**Work item:** Show every line of the data below that includes the word "tick".

Recorded data:
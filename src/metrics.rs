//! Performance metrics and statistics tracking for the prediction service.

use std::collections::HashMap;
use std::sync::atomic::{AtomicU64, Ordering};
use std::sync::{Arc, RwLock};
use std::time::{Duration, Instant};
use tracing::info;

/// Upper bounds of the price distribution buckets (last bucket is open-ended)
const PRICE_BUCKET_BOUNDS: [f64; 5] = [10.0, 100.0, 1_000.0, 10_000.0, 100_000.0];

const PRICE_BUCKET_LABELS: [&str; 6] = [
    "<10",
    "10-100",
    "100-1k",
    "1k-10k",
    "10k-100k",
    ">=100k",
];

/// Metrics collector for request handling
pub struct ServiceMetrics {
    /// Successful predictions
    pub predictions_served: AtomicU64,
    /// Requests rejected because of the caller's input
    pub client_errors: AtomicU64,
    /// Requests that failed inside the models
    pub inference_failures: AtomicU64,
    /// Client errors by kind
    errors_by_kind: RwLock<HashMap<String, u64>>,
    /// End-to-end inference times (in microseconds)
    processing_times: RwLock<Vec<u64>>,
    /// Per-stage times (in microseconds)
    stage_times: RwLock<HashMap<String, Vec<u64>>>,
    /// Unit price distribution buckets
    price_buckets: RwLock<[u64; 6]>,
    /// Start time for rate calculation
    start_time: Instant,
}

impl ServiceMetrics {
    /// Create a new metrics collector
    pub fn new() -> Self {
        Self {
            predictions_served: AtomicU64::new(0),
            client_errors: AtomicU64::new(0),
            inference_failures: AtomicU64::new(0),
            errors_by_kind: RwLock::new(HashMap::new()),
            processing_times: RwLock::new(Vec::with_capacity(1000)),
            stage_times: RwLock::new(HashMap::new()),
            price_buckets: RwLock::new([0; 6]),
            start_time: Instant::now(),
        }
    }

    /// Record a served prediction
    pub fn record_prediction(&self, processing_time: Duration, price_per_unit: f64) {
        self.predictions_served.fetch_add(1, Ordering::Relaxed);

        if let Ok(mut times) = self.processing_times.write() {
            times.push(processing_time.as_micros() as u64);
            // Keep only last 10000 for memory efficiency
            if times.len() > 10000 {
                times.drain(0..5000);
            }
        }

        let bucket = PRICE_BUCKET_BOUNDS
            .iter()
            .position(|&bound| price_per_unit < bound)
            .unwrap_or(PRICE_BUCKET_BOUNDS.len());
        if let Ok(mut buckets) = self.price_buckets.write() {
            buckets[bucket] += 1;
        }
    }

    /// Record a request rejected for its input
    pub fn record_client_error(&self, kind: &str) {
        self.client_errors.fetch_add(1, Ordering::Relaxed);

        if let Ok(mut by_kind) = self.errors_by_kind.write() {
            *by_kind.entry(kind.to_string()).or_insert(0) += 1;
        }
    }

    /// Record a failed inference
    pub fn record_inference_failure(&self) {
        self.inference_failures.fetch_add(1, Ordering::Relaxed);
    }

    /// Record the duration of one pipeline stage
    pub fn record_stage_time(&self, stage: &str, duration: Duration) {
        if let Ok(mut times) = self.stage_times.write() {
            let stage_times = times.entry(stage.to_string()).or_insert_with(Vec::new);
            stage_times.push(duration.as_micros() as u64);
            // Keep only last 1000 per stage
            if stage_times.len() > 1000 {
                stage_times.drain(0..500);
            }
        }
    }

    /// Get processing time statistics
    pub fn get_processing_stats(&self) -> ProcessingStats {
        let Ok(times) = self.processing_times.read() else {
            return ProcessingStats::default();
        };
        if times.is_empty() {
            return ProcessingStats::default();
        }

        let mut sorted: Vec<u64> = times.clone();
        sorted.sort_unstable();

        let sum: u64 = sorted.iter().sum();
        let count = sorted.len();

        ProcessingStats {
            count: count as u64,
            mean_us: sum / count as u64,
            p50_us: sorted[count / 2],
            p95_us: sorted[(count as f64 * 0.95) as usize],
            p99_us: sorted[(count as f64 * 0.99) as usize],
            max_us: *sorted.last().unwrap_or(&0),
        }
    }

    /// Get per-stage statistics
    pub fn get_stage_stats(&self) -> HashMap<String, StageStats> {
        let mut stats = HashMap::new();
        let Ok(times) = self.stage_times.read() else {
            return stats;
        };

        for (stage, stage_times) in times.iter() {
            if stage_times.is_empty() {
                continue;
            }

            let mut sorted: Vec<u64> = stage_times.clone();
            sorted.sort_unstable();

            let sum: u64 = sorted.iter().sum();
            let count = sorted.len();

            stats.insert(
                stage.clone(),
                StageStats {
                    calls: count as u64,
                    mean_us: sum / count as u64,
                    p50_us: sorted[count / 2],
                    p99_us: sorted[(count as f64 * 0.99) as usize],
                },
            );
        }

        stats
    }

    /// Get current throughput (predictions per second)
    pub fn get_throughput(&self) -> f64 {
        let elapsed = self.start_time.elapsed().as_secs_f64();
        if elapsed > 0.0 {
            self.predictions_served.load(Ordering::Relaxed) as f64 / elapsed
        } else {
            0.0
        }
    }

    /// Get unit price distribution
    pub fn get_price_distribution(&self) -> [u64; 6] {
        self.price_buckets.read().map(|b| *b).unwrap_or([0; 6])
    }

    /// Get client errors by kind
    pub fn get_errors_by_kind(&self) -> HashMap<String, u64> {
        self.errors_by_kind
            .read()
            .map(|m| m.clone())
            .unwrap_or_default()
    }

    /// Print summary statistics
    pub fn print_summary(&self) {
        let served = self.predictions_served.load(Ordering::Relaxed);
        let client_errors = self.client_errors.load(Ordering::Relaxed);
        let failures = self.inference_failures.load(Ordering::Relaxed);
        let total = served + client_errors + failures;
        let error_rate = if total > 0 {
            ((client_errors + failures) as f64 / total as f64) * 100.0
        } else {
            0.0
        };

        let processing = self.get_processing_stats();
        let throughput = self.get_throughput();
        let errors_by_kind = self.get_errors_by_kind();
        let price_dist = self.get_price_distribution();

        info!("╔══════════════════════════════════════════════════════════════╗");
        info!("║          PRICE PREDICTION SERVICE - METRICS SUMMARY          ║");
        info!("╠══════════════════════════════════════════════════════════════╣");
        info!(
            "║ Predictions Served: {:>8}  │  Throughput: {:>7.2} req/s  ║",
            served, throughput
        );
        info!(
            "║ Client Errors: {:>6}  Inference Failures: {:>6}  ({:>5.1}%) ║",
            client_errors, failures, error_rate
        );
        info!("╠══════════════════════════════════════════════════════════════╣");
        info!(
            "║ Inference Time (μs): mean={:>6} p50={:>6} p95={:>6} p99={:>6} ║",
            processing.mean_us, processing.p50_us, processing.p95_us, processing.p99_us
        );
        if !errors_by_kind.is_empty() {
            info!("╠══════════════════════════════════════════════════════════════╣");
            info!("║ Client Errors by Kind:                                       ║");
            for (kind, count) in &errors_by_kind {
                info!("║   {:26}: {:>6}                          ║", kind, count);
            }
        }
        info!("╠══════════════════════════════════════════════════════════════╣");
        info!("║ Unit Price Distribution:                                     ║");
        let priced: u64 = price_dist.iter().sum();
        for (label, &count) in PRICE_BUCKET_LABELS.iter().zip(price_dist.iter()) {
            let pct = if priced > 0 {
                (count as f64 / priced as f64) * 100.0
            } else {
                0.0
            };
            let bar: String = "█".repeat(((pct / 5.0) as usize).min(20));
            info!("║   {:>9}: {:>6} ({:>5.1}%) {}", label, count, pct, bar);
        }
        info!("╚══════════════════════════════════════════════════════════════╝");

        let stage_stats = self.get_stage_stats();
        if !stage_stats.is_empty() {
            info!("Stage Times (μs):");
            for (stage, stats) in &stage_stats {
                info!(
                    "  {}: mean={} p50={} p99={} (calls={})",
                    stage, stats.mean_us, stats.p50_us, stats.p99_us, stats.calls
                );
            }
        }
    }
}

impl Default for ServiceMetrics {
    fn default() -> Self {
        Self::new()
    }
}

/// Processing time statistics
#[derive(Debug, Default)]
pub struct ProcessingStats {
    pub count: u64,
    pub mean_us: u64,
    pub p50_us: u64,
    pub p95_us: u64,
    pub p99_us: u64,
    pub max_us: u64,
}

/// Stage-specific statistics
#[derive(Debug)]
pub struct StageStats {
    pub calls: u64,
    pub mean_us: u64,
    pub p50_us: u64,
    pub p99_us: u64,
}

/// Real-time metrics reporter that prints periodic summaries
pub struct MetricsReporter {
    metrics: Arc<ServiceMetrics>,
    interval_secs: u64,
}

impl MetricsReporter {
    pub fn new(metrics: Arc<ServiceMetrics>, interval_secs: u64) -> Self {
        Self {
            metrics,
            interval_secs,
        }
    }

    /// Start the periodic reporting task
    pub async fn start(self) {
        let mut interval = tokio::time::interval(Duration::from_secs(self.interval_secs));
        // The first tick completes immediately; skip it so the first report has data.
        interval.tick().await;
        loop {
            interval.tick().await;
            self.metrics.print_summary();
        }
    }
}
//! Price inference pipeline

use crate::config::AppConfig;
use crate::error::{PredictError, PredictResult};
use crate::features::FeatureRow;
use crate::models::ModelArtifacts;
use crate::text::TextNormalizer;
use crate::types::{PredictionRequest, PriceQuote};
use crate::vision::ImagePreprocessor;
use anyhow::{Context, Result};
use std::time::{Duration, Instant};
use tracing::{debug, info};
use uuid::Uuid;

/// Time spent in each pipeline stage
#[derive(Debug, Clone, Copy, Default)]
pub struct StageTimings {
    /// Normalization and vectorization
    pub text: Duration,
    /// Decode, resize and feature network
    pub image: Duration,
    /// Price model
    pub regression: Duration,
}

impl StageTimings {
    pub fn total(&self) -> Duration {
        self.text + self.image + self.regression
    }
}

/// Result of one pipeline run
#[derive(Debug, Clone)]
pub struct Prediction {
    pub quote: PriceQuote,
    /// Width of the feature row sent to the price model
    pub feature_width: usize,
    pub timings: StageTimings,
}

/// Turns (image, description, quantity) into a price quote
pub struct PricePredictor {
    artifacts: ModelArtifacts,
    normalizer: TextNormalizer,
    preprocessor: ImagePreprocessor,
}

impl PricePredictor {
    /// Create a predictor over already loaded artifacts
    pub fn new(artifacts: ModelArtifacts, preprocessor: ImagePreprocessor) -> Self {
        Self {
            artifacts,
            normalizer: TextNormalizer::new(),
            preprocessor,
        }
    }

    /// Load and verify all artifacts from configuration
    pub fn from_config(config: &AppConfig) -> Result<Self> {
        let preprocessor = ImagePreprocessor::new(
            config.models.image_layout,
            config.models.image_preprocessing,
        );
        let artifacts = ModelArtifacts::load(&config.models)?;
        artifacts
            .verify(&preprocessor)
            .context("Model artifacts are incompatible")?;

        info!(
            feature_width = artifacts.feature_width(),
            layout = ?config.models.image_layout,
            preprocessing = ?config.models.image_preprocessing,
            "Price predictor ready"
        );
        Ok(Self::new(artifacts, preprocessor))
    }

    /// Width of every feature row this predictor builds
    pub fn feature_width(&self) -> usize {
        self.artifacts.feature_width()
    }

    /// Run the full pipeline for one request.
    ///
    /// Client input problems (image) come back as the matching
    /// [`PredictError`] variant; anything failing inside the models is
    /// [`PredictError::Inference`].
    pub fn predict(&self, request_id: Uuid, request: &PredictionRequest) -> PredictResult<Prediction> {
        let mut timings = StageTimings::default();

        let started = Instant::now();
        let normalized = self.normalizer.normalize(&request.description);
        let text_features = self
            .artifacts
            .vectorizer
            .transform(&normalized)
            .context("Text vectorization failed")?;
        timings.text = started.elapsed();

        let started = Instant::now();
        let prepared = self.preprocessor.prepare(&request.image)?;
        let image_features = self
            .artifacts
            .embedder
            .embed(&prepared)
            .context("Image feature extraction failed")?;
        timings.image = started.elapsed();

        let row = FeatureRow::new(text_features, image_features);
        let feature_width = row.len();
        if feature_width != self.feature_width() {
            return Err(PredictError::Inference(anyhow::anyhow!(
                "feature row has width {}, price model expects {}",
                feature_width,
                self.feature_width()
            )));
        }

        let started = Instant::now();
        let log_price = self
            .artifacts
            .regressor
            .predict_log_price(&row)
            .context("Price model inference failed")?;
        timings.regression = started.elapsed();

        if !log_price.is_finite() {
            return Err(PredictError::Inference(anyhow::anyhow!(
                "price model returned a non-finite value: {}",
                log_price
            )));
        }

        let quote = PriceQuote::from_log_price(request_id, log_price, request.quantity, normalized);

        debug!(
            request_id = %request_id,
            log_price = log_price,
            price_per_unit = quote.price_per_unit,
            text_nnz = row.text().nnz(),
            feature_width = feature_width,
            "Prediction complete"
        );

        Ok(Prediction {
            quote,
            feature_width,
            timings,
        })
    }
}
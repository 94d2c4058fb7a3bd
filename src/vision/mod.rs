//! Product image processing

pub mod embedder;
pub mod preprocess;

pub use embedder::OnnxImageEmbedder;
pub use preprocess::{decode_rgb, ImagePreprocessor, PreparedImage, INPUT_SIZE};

**Response area:**
        // The first tick completes immediately; skip it so the first report has data.
        interval.tick().await;
            interval.tick().await;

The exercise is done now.